Pengamat kebijakan publik Tubaba, Adrian, angkat bicara saat dimintai tanggapan pada Selasa (3/5/2025).
“Secara prinsip, Surat Keputusan Bupati yang menyangkut kepentingan publik tidak boleh dirahasiakan. SK tersebut memiliki kekuatan hukum dan wajib dapat diakses masyarakat, terutama jika menyangkut penggunaan uang negara,” tegasnya.
Ia menambahkan, menyembunyikan SK Bupati justru berpotensi melanggar hukum dan merugikan masyarakat.
“Ketertutupan seperti ini menciptakan ketidakadilan dan memperlemah kontrol publik. Masyarakat tidak dapat mengawasi kinerja pemerintah tanpa akses terhadap informasi yang seharusnya terbuka,” ujarnya.
Berdasarkan data dari laman resmi https://sirup.lkpp.go.id, berikut rincian alokasi hibah yang dicatat oleh Sekretariat Daerah Tubaba tahun 2024:
- Kode RUP: 37730484
- Paket: Belanja Hibah Uang kepada Organisasi Kemasyarakatan yang Berbadan Hukum Indonesia
- Pagu: Rp100.000.000
- Tipe Swakelola: 1
- Kode RUP: 37730485
- Paket: Belanja Hibah Uang kepada Badan/Lembaga Nirlaba, Sukarela, dan Sosial
- Pagu: Rp1.350.000.000
- Tipe Swakelola: 1
- Kode RUP: 37730534
- Paket: Belanja Hibah kepada Badan/Lembaga Sosial Kemasyarakatan
- Pagu: Rp90.000.000
- Tipe Swakelola: 1
Namun, tidak ada rincian transparan terkait jumlah penerima, nama lembaga, serta tujuan penggunaan hibah tersebut di dalam dokumen publik.

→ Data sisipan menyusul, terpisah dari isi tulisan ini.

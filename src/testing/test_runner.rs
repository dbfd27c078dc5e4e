// Test Runner
// Runs every discovered test file as its own VM process and folds the results into one verdict

use std::path::PathBuf;

use thiserror::Error;

use crate::build_system::config::BuildConfig;
use crate::build_system::error::BuildSystemError;
use crate::build_system::outcome::{AggregateVerdict, RunOutcome};
use crate::build_system::process::{CommandTemplate, ProcessRunner, SystemProcessRunner};
use crate::build_system::scanner::{resolve_patterns, SourceSet};

/// Include pattern used when none is configured
pub const DEFAULT_TEST_INCLUDES: &[&str] = &["**/*.dart"];

/// Exclude pattern used when none is configured
pub const DEFAULT_TEST_EXCLUDES: &[&str] = &["**/packages/**"];

/// Message logged, or returned, when tests fail
pub const TEST_FAILURES_MESSAGE: &str =
    "There are test failures.\n\nPlease refer to output for the individual test results.";

/// Errors raised by the test runner
#[derive(Debug, Error)]
pub enum TestingError {
    #[error("No tests were executed! (Set test.fail_if_no_tests = false or pass --allow-no-tests to ignore this error.)")]
    NoTestsExecuted,

    #[error("{message} ({summary})")]
    TestFailures { message: String, summary: String },

    #[error(transparent)]
    Build(#[from] BuildSystemError),
}

impl TestingError {
    /// Outcomes of the tests that ran before the pass was aborted
    pub fn completed_outcomes(&self) -> &[RunOutcome] {
        match self {
            TestingError::Build(e) => e.completed_outcomes(),
            _ => &[],
        }
    }
}

pub type TestingResult<T> = Result<T, TestingError>;

/// Discovery and verdict policy for one test pass
#[derive(Debug, Clone)]
pub struct TestSettings {
    pub test_root: PathBuf,
    pub includes: Option<Vec<String>>,
    pub excludes: Option<Vec<String>>,
    pub skip_tests: bool,
    pub fail_if_no_tests: bool,
    pub ignore_failures: bool,
}

impl TestSettings {
    pub fn new(test_root: impl Into<PathBuf>) -> Self {
        Self {
            test_root: test_root.into(),
            includes: None,
            excludes: None,
            skip_tests: false,
            fail_if_no_tests: true,
            ignore_failures: false,
        }
    }

    pub fn from_config(config: &BuildConfig) -> Self {
        let test = &config.test;
        Self {
            test_root: config.test_directory(),
            includes: test.includes.clone(),
            excludes: test.excludes.clone(),
            skip_tests: test.skip_tests,
            fail_if_no_tests: test.fail_if_no_tests,
            ignore_failures: test.ignore_failures,
        }
    }

    pub fn source_set(&self) -> Result<SourceSet, BuildSystemError> {
        SourceSet::new(
            &self.test_root,
            resolve_patterns(self.includes.as_deref(), DEFAULT_TEST_INCLUDES),
            resolve_patterns(self.excludes.as_deref(), DEFAULT_TEST_EXCLUDES),
        )
    }
}

/// Test orchestrator: no staleness filtering, every match runs on every pass
pub struct TestOrchestrator<R: ProcessRunner = SystemProcessRunner> {
    settings: TestSettings,
    runner: R,
}

impl TestOrchestrator<SystemProcessRunner> {
    pub fn new(settings: TestSettings) -> Self {
        Self::with_runner(settings, SystemProcessRunner)
    }
}

impl<R: ProcessRunner> TestOrchestrator<R> {
    pub fn with_runner(settings: TestSettings, runner: R) -> Self {
        Self { settings, runner }
    }

    pub fn runner(&self) -> &R {
        &self.runner
    }

    pub fn discover(&self) -> TestingResult<Vec<PathBuf>> {
        let sources = self.settings.source_set()?;
        Ok(sources.files()?.into_iter().collect())
    }

    /// Run every discovered test, appending each path to `template`.
    ///
    /// Returns `NoTestsExecuted` for an empty set when `fail_if_no_tests` is
    /// set, and a launch error carrying the outcomes so far as soon as one
    /// process cannot start. Failing
    /// tests never stop the pass; they show up in the verdict, which
    /// `conclude` turns into an error unless failures are ignored.
    pub fn run(&self, template: &CommandTemplate) -> TestingResult<AggregateVerdict> {
        if self.settings.skip_tests {
            log::info!("Tests are skipped.");
            return Ok(AggregateVerdict::skipped());
        }

        log::info!("running tests in {}", self.settings.test_root.display());
        let tests = self.discover()?;

        if tests.is_empty() {
            if self.settings.fail_if_no_tests {
                return Err(TestingError::NoTestsExecuted);
            }
            log::info!("No tests to run.");
            return Ok(AggregateVerdict::fold(Vec::new(), true));
        }

        let mut outcomes = Vec::with_capacity(tests.len());
        for test in &tests {
            log::info!("Execute test: {}", test.display());
            let invocation = template.invocation([test.as_os_str()]);
            log::debug!("Execute test command: {}", invocation);

            let output = match self.runner.run(&invocation) {
                Ok(output) => output,
                Err(source) => {
                    return Err(TestingError::Build(BuildSystemError::Launch {
                        candidate: test.clone(),
                        completed: outcomes,
                        source,
                    }))
                }
            };
            log::debug!("test return code: {}", output.exit_code);

            let outcome = RunOutcome::from_output(test, None, output);
            if !outcome.succeeded() {
                log::warn!("Test {} exited with {}", test.display(), outcome.exit_code);
            }
            outcomes.push(outcome);
        }

        let verdict = AggregateVerdict::fold(outcomes, self.settings.ignore_failures);
        log::info!("Tests: {}", verdict.summary());
        if verdict.failed > 0 && verdict.proceed {
            log::error!("{}", TEST_FAILURES_MESSAGE);
        }
        Ok(verdict)
    }
}

/// Turn an abort verdict into `TestFailures`
pub fn conclude(verdict: AggregateVerdict) -> TestingResult<AggregateVerdict> {
    if verdict.proceed {
        Ok(verdict)
    } else {
        Err(TestingError::TestFailures {
            message: TEST_FAILURES_MESSAGE.to_string(),
            summary: verdict.summary(),
        })
    }
}
// Test execution for dartbuild
// Discovers test scripts and runs each one as an independent process

pub mod test_runner;

pub use test_runner::{
    conclude, TestOrchestrator, TestSettings, TestingError, TestingResult, DEFAULT_TEST_EXCLUDES,
    DEFAULT_TEST_INCLUDES, TEST_FAILURES_MESSAGE,
};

Saat dikonfirmasi di ruang kerjanya, Kabag Kesra Tubaba, Nurkholis, berdalih bahwa dirinya tidak mengetahui detail daftar penerima hibah karena ditangani langsung oleh PPTK.
“Yang Rp100 juta dan Rp90 juta itu ke MUI. Tapi untuk rinciannya, silakan tanya langsung ke MUI. Yang Rp1,3 miliar saya tidak hafal satu per satu. Silakan tanya ke PPTK, saya mau rapat,” elaknya singkat.
Namun ketika PPTK, Rizal, dimintai klarifikasi, ia pun tak memberikan penjelasan gamblang.
“Ada SK-nya, tapi tidak bisa difoto atau dibagikan. Itu arsip internal. Kami ada SOP sendiri. SK bisa ditunjukkan, tapi hanya kalau atasannya mengizinkan,” ujarnya.
Rizal mengklaim bahwa kegiatan hibah telah diperiksa oleh BPK dan Inspektorat, dan tidak ditemukan permasalahan.
Namun saat didesak untuk menyebutkan nama-nama penerima secara rinci, ia tetap menolak dengan alasan harus mendapat izin Kabag.
“Kalau nama-nama lembaga bisa kami sebutkan. Tapi soal SK tetap harus atas izin atasan. Takutnya nanti kami dimarahi,” imbuhnya.
Upaya konfirmasi lanjutan kepada Kabag Kesra Tubaba kembali menemui jalan buntu. Ia bersikukuh bahwa SK penetapan daftar penerima hibah merupakan dokumen rahasia, yang hanya bisa diakses oleh instansi pemeriksa.
“Jumlah anggaran bisa saya sampaikan, tapi untuk SK hanya bisa diberikan ke Inspektorat atau BPK. Itu dokumen internal,” katanya, Selasa (20/5/2025).
Jika merujuk pada Peraturan Presiden Nomor 16 Tahun 2018 tentang Pengadaan Barang/Jasa Pemerintah, penggunaan metode Swakelola Tipe I mengharuskan adanya perencanaan, pelaksanaan, dan pengawasan oleh perangkat daerah sendiri dengan transparansi yang memadai. Ketiadaan informasi rinci dan akses publik terhadap dokumen pelaksanaan melanggar prinsip dasar pengadaan barang/jasa yang disebutkan dalam Pasal 4 huruf a: “menghasilkan barang/jasa yang tepat dari setiap uang yang dibelanjakan”.